Auf dieser Frustwelle ritt Kai Wegner zum Erfolg - sein Charisma war es weniger. Auch 2021 war er Spitzenkandidat und vermochte die Berliner nicht zu begeistern. Damals wurde er farbloser Dritter. Der 50-Jährige aus Spandau versprach nun aber etwas, das dringend in der Hauptstadt gebraucht wird: die Grundtugenden. Berlin sollte wieder funktionieren, forderte er. Und traf damit ins Schwarze.

Silvester und die Folgen

Wobei, da war noch etwas anders. Erst seit den Krawallen der Silvesternacht erlebte die CDU einen ungeahnten Umfrage-Aufstieg - innere Sicherheit gehört schließlich zu ihrem Markenkern. Bemerkenswert ist, dass es der Partei nicht schadete, dass sie eine Liste der Vornamen der Tatverdächtigen angefordert hatte. Flankiert wurde das von der "Pascha"-Debatte, mit der CDU-Chef Friedrich Merz Schlagzeilen machte. All das nahmen viele Wahlberechtigte Wegner nicht übel. Eher das Gegenteil dürfte der Fall gewesen sein, auch wenn es Rassismus-Vorwürfe nicht nur von den Grünen hagelte. Immerhin: Wegner bemühte sich anschließend, den Ball flach zu halten, nicht nachzulegen. Er sprach viel davon, dass er die Jugendlichen in den Brennpunkten einfach nur erreichen wolle. Dass es egal sei, ob jemand Mehmet oder Michael heißt.

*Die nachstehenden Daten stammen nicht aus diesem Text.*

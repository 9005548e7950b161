//! Data-bundle storefront
//!
//! Sells mobile-data bundles, takes payment through a hosted gateway and
//! reconciles the gateway's answer with the stored order.
//!
//! ## Features
//! - Package catalog (read-only)
//! - Checkout with a double-submission guard
//! - Payment verification and idempotent order status reconciliation
//! - Order status lookup by tracking code
//! - Administrative status changes

pub mod api;
pub mod application;
pub mod config;
pub mod domain;
pub mod infrastructure;

use domain::aggregates::{OrderError, OrderStatus};
use domain::ports::StoreError;
use domain::value_objects::{PackageRef, TrackingCode};
use thiserror::Error;

// =============================================================================
// Error Types
// =============================================================================

/// Every failure a caller of the services can see. Transport and database
/// detail stays in the logs.
#[derive(Error, Debug, Clone, PartialEq, Eq)]
pub enum StorefrontError {
    #[error("Order store unavailable")]
    StoreUnavailable,

    #[error("Payment gateway unavailable")]
    GatewayUnavailable { tracking_code: Option<TrackingCode> },

    #[error("Checkout already in progress")]
    AlreadyInProgress { tracking_code: Option<TrackingCode> },

    #[error("Order {tracking_code} cannot move from {from} to {to}")]
    InvalidTransition { tracking_code: TrackingCode, from: OrderStatus, to: OrderStatus },

    #[error("Order not found")]
    NotFound,

    #[error("Package {0} is not available")]
    PackageUnavailable(PackageRef),

    #[error("Invalid input: {0}")]
    InvalidInput(String),

    #[error("Unauthorized")]
    Unauthorized,
}

impl StorefrontError {
    /// Text safe to show a customer.
    pub fn user_message(&self) -> String {
        match self {
            Self::StoreUnavailable => "We could not reach our order system. Please try again.".to_string(),
            Self::GatewayUnavailable { tracking_code: Some(code) } => format!(
                "Payment could not be started. Your order {code} is saved; please contact support with this ID."
            ),
            Self::GatewayUnavailable { tracking_code: None } => "Payment service is unavailable. Please try again.".to_string(),
            Self::AlreadyInProgress { .. } => "This purchase is already being processed.".to_string(),
            Self::InvalidTransition { .. } => "This order can no longer be changed.".to_string(),
            Self::NotFound => "Order not found. Please verify the ID.".to_string(),
            Self::PackageUnavailable(_) => "That package is not available right now.".to_string(),
            Self::InvalidInput(msg) => msg.clone(),
            Self::Unauthorized => "Invalid admin token.".to_string(),
        }
    }
}

impl From<StoreError> for StorefrontError {
    fn from(e: StoreError) -> Self {
        match e {
            StoreError::NotFound => Self::NotFound,
            StoreError::Conflict(_) | StoreError::Unavailable(_) => Self::StoreUnavailable,
        }
    }
}

impl From<OrderError> for StorefrontError {
    fn from(e: OrderError) -> Self {
        match e {
            OrderError::InvalidTransition { tracking_code, from, to } => Self::InvalidTransition { tracking_code, from, to },
            OrderError::UnknownStatus(s) => Self::InvalidInput(format!("Unknown status {s}")),
        }
    }
}

pub type Result<T> = std::result::Result<T, StorefrontError>;
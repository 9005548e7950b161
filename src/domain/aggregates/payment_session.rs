//! Payment session: the per-checkout coordinator between an order and the gateway.
//!
//! A session is never persisted. It holds the flags that make redundant
//! gateway signals safe: one verification in flight at a time, one queued
//! re-check, a write-once outcome, and a bounded retry budget for
//! indeterminate verifications. The engine asks the session what to do next
//! and performs the I/O; the session itself never awaits.

use chrono::{DateTime, Duration, Utc};
use serde::{Deserialize, Serialize};
use uuid::Uuid;
use crate::domain::aggregates::{OrderRecord, OrderStatus};
use crate::domain::value_objects::TrackingCode;

/// Anything that suggests the payment may have finished. None of these decide the outcome.
#[derive(Clone, Copy, Debug, PartialEq, Eq, Serialize, Deserialize)]
#[serde(rename_all = "snake_case")]
pub enum SignalKind { WidgetSuccess, WidgetClosed, Poll, ManualConfirmation, PageReturn, Webhook, FallbackTimer }

#[derive(Clone, Copy, Debug, PartialEq, Eq, Serialize)]
#[serde(rename_all = "snake_case")]
pub enum DeclineReason { GatewayDeclined, AmountMismatch, CurrencyMismatch }

impl DeclineReason {
    pub fn target_status(self) -> OrderStatus {
        match self {
            Self::GatewayDeclined => OrderStatus::Cancelled,
            Self::AmountMismatch | Self::CurrencyMismatch => OrderStatus::Failed,
        }
    }
}

#[derive(Clone, Copy, Debug, PartialEq, Eq)]
pub enum IndeterminateReason { Transport, NotSettled }

/// Normalized answer from the verification client.
#[derive(Clone, Copy, Debug, PartialEq, Eq)]
pub enum VerificationOutcome { Confirmed, Declined(DeclineReason), Indeterminate(IndeterminateReason) }

#[derive(Clone, Copy, Debug, Default, PartialEq, Eq)]
pub enum SessionOutcome { #[default] Unknown, Confirmed, Declined(DeclineReason) }

impl SessionOutcome {
    pub fn target_status(self) -> Option<OrderStatus> {
        match self {
            Self::Unknown => None,
            Self::Confirmed => Some(OrderStatus::Paid),
            Self::Declined(reason) => Some(reason.target_status()),
        }
    }
}

/// What the engine should do with an incoming signal.
#[derive(Clone, Copy, Debug, PartialEq, Eq)]
pub enum SignalDecision {
    Verify,
    Coalesce,
    /// Outcome is known but the store write failed earlier; retry the write only.
    Reflect(SessionOutcome),
    Drop(SessionOutcome),
    AwaitManual,
}

/// What the engine should do once a verification call returns.
#[derive(Clone, Copy, Debug, PartialEq, Eq)]
pub enum VerificationStep {
    Reflect(SessionOutcome),
    Drop(SessionOutcome),
    VerifyAgain,
    ScheduleRetry,
    RetryPending,
    AwaitManual,
}

#[derive(Clone, Debug)]
pub struct PaymentSession {
    order_id: Uuid,
    reference: TrackingCode,
    expected_amount: i64,
    currency: String,
    verification_in_flight: bool,
    recheck_pending: bool,
    outcome: SessionOutcome,
    indeterminate_count: u32,
    retry_scheduled: bool,
    update_in_flight: bool,
    reflected: bool,
    opened_at: DateTime<Utc>,
}

impl PaymentSession {
    pub fn open(order: &OrderRecord, expected_amount: i64) -> Self {
        Self {
            order_id: order.id(), reference: order.tracking_code().clone(), expected_amount,
            currency: order.price().currency().to_string(),
            verification_in_flight: false, recheck_pending: false, outcome: SessionOutcome::Unknown,
            indeterminate_count: 0, retry_scheduled: false, update_in_flight: false, reflected: false,
            opened_at: Utc::now(),
        }
    }

    pub fn order_id(&self) -> Uuid { self.order_id }
    pub fn reference(&self) -> &TrackingCode { &self.reference }
    pub fn expected_amount(&self) -> i64 { self.expected_amount }
    pub fn currency(&self) -> &str { &self.currency }
    pub fn outcome(&self) -> SessionOutcome { self.outcome }
    pub fn verification_in_flight(&self) -> bool { self.verification_in_flight }
    pub fn recheck_pending(&self) -> bool { self.recheck_pending }
    pub fn indeterminate_count(&self) -> u32 { self.indeterminate_count }
    pub fn is_reflected(&self) -> bool { self.reflected }

    /// Idle sessions past the TTL expire, including a decided outcome whose write failed.
    /// Nothing expires while a verification or a write is running.
    pub fn is_expired(&self, ttl: Duration, now: DateTime<Utc>) -> bool {
        !self.verification_in_flight && !self.update_in_flight && !self.reflected && now - self.opened_at > ttl
    }

    /// Decided at the gateway but not yet recorded in the order store.
    pub fn is_unreflected_decision(&self) -> bool {
        self.outcome != SessionOutcome::Unknown && !self.reflected
    }

    fn exhausted(&self, retry_limit: u32) -> bool { self.indeterminate_count > retry_limit }

    pub fn on_signal(&mut self, signal: SignalKind, retry_limit: u32) -> SignalDecision {
        if self.outcome != SessionOutcome::Unknown {
            if self.reflected {
                return SignalDecision::Drop(self.outcome);
            }
            // The store does not have the outcome yet; never report it as settled.
            if self.update_in_flight {
                return SignalDecision::Coalesce;
            }
            self.update_in_flight = true;
            return SignalDecision::Reflect(self.outcome);
        }
        if self.verification_in_flight {
            self.recheck_pending = true;
            return SignalDecision::Coalesce;
        }
        if signal == SignalKind::FallbackTimer { self.retry_scheduled = false; }
        if self.exhausted(retry_limit) && signal != SignalKind::ManualConfirmation {
            return SignalDecision::AwaitManual;
        }
        self.verification_in_flight = true;
        SignalDecision::Verify
    }

    pub fn on_verification(&mut self, result: VerificationOutcome, retry_limit: u32) -> VerificationStep {
        self.verification_in_flight = false;
        let decided = match result {
            VerificationOutcome::Confirmed => SessionOutcome::Confirmed,
            VerificationOutcome::Declined(reason) => SessionOutcome::Declined(reason),
            VerificationOutcome::Indeterminate(_) => {
                self.indeterminate_count += 1;
                if self.exhausted(retry_limit) {
                    self.recheck_pending = false;
                    return VerificationStep::AwaitManual;
                }
                if self.recheck_pending {
                    self.recheck_pending = false;
                    self.verification_in_flight = true;
                    return VerificationStep::VerifyAgain;
                }
                if self.retry_scheduled { return VerificationStep::RetryPending; }
                self.retry_scheduled = true;
                return VerificationStep::ScheduleRetry;
            }
        };
        self.recheck_pending = false;
        if !self.record_outcome(decided) { return VerificationStep::Drop(self.outcome); }
        self.update_in_flight = true;
        VerificationStep::Reflect(decided)
    }

    /// First writer wins. Returns `false` when an outcome was already recorded.
    pub fn record_outcome(&mut self, outcome: SessionOutcome) -> bool {
        if self.outcome != SessionOutcome::Unknown || outcome == SessionOutcome::Unknown { return false; }
        self.outcome = outcome;
        true
    }

    pub fn on_reflection(&mut self, stored: bool) {
        self.update_in_flight = false;
        self.reflected = stored;
    }
}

Das konnte man auch als Signal an die Grünen verstehen. Denn die sind einer der beiden möglichen Koalitionspartner. Eine Zusammenarbeit mit Linken und AfD schloss Wegner aus, die FDP hat den Wiedereinzug verpasst. Für Zweierbündnisse mit Grünen und SPD würde es dagegen reichen. Ob es dazu kommt, ist aber noch völlig offen.

Giffey und Jarasch betonten beide, dass es nun darum gehe, ein Bündnis mit einer Mehrheit zu schmieden. Die hätte auch Rot-Grün-Rot oder auch Grün-Rot-Rot. Jarasch sagte, das sei ihre erste Wahl - kein Wunder, denn sie könnte so selbst Chefin werden statt Juniorpartnerin bei Wegner.

Nackensteak oder Veggie-Burger?

Inhaltlich sind die Gräben zwischen CDU und Grünen tief - Streitpunkt ist neben dem Silvesterstreit vor allem die Verkehrspolitik und damit die Frage: Auto - ja oder nein? Auch kulturell ist es ein weiter Weg. Die Berliner CDU hat ihre Basis in den ruhigeren Randbezirken, die Grünen in Mitte und Umgebung. Wenn man so will, steht Nackensteak gegen Veggie-Burger. Aber ausgeschlossen ist nichts - vor allem, wenn die Grünen am Ende auf Rang drei landen. Dann würden ihnen in einem Bündnis mit der CDU zumindest mehr Posten winken.

Und die SPD? Dass sie Wegners Wunschpartner ist, hat er zwar nie ausdrücklich gesagt, aber immer wieder durchblicken lassen. Doch soll Giffey nun ihren Kontrahenten zu ihrem Chef machen? Oder wird sie nach dem miserablen Ergebnis gar aus den eigenen Reihen abgesägt? Eine Liebesheirat wäre Schwarz-Rot jedenfalls nicht. Wegner wird einiges auf den Tisch legen müssen. Sonst könnte der Sieger am Ende doch noch als Verlierer dastehen.